### Stored data entries
###

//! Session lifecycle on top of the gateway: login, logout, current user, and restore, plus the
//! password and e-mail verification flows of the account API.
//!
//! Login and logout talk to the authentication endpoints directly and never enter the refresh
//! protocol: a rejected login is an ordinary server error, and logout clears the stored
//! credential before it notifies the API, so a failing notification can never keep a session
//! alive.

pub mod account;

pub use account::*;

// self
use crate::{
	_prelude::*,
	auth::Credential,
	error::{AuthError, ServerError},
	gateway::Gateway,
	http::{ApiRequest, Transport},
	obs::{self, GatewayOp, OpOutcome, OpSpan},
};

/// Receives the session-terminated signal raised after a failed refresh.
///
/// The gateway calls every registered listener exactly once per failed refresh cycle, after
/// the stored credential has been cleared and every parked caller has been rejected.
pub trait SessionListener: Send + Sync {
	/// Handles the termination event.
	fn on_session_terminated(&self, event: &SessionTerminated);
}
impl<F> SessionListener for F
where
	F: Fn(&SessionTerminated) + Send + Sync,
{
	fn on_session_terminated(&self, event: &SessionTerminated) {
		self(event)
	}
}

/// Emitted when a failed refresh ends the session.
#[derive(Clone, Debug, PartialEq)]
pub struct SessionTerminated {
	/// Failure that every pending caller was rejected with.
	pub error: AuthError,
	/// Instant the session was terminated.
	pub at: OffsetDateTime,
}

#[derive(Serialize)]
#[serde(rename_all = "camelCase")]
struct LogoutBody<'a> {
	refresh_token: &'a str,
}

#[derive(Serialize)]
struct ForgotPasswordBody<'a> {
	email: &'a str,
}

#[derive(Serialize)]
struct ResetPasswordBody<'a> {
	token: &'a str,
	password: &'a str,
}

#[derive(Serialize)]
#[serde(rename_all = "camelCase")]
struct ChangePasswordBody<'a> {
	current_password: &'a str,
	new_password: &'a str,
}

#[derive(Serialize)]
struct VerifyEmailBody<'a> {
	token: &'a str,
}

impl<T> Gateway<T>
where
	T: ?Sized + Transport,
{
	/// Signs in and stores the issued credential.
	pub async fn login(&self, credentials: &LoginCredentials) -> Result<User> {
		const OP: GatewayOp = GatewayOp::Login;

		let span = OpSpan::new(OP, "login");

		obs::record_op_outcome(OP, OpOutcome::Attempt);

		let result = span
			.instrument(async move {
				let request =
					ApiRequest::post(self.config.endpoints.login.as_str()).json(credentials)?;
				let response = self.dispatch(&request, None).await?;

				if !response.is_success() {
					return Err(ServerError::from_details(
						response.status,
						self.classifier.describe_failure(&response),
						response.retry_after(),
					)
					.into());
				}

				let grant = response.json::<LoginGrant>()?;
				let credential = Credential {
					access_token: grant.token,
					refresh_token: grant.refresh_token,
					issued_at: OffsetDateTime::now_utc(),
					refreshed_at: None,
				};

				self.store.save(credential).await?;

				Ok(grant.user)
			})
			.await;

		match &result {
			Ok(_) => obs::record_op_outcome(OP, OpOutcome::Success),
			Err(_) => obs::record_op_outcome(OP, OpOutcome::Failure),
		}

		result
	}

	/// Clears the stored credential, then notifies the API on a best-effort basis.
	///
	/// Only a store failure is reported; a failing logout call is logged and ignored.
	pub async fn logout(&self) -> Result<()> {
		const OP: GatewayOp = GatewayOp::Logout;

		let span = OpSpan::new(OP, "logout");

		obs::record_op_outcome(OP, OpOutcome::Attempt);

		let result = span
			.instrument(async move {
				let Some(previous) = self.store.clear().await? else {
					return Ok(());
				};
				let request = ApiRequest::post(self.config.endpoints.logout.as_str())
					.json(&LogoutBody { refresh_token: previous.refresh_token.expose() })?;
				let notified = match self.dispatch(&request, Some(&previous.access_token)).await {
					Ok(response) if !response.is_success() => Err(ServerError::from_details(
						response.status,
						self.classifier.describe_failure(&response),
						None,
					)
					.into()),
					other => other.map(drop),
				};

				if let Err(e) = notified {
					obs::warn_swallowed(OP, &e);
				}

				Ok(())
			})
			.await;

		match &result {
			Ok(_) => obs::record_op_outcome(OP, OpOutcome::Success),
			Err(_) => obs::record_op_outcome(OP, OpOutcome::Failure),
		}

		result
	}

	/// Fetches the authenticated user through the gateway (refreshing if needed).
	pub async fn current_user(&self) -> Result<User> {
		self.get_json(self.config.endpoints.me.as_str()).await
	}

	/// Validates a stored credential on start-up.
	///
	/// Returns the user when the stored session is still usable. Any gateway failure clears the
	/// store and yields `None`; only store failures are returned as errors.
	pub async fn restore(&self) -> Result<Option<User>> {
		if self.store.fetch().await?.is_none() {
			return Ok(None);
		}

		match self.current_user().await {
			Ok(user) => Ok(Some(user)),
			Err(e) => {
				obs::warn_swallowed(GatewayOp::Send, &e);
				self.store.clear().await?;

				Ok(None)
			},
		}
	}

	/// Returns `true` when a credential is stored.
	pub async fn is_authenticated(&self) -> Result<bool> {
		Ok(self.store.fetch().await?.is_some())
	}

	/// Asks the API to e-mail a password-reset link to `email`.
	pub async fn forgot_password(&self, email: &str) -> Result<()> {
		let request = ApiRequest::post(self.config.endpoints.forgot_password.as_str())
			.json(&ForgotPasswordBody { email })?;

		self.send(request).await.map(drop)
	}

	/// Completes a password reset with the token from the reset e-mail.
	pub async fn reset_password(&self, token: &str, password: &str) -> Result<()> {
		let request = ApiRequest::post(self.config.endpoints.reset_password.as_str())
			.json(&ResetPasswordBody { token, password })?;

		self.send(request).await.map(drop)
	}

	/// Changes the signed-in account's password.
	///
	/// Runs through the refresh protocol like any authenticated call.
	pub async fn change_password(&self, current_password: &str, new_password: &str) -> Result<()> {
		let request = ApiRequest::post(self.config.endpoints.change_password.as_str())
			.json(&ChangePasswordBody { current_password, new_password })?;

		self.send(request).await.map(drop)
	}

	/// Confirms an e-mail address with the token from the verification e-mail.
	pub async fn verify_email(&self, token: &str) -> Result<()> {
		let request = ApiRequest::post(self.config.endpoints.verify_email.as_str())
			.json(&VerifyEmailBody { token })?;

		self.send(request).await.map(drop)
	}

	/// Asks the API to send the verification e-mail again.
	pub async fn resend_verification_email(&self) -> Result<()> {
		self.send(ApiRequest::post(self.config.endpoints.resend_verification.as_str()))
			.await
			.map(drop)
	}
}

###

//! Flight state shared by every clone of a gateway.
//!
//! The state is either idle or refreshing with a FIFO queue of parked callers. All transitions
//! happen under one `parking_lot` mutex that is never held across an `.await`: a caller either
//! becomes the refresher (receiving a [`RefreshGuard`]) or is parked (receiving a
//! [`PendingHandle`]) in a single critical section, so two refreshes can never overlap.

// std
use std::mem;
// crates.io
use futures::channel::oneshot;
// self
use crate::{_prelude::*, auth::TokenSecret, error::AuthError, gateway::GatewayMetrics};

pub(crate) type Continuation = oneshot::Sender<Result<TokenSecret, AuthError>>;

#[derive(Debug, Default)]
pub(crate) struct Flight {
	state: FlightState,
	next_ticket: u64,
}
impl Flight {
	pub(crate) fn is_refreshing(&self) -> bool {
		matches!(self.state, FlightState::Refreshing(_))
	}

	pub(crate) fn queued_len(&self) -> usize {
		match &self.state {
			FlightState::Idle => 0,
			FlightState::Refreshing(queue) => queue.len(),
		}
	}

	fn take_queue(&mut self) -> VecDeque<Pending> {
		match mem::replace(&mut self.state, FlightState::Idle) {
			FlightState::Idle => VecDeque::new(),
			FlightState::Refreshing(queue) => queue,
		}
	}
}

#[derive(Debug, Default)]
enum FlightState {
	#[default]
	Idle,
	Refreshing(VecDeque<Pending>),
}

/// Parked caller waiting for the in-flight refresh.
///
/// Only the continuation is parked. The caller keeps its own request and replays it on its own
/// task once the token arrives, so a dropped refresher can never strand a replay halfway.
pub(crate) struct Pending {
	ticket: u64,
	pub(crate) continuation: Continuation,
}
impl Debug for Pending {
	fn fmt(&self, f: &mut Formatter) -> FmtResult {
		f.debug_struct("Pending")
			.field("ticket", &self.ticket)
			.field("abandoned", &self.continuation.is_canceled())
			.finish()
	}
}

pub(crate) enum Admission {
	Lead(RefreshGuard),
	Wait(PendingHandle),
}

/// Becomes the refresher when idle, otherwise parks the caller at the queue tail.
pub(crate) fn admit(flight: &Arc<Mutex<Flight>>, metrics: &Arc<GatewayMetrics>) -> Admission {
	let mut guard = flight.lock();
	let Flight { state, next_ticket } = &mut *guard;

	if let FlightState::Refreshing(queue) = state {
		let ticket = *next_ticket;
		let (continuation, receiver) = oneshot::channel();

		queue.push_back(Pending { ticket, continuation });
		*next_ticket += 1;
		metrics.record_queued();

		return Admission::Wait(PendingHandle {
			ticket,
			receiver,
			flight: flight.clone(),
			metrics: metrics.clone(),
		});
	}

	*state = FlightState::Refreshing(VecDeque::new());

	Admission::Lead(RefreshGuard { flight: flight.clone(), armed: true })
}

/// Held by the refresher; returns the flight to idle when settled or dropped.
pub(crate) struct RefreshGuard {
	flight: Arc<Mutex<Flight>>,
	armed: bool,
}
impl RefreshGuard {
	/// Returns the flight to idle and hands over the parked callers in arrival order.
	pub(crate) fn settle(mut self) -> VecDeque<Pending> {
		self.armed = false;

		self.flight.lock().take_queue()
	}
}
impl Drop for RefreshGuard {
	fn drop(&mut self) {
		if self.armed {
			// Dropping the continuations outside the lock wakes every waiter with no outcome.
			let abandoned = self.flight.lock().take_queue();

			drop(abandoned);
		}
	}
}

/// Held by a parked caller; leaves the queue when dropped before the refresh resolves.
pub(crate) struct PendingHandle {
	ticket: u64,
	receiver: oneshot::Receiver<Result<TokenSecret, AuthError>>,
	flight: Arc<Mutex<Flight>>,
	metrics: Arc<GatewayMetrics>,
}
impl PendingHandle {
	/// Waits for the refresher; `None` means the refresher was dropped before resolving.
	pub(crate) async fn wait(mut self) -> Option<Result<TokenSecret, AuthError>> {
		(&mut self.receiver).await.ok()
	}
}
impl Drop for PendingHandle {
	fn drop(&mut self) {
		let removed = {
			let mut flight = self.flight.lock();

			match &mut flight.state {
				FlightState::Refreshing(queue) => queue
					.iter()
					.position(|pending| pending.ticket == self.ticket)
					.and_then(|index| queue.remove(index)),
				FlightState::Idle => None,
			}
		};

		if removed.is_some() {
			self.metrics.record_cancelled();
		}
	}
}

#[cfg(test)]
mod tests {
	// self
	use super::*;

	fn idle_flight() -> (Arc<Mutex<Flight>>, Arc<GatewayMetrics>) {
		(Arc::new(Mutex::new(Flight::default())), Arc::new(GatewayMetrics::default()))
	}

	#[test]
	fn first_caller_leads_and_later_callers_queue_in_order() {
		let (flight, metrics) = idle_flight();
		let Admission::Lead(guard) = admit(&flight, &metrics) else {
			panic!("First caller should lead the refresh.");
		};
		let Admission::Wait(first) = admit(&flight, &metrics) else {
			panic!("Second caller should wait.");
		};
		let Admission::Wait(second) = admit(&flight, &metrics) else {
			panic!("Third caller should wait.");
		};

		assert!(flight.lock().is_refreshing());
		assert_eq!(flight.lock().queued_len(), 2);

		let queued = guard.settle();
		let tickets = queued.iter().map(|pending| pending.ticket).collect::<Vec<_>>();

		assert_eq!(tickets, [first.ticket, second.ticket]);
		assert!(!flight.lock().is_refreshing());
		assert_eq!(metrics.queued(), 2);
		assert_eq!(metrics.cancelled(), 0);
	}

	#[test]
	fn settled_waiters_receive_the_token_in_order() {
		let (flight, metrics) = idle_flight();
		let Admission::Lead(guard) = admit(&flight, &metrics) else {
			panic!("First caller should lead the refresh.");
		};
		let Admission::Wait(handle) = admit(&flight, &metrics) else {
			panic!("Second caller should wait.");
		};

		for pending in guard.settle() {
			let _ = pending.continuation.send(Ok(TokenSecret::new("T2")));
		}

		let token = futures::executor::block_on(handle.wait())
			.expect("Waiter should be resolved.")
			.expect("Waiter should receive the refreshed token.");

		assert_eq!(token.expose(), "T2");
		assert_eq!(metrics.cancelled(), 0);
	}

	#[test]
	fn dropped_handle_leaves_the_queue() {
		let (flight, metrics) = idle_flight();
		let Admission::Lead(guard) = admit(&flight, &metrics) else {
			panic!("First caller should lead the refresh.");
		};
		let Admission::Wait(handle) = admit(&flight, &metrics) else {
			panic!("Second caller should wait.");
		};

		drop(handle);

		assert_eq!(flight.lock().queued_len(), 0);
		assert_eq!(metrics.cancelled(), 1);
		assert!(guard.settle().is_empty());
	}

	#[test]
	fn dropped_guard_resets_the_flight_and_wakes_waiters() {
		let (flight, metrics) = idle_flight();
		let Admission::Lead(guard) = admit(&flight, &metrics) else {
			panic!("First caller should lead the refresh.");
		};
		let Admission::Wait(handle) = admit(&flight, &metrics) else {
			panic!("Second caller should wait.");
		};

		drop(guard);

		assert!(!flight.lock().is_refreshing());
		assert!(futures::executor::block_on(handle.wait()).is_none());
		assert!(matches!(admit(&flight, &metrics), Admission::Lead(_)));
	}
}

###

### What is expected
The answer must consist of every line from the entries above that contains the string "GatewayOp".

### Solution to the problem
	obs::{self, GatewayOp, OpOutcome, OpSpan},
		const OP: GatewayOp = GatewayOp::Login;
		const OP: GatewayOp = GatewayOp::Logout;
				obs::warn_swallowed(GatewayOp::Send, &e);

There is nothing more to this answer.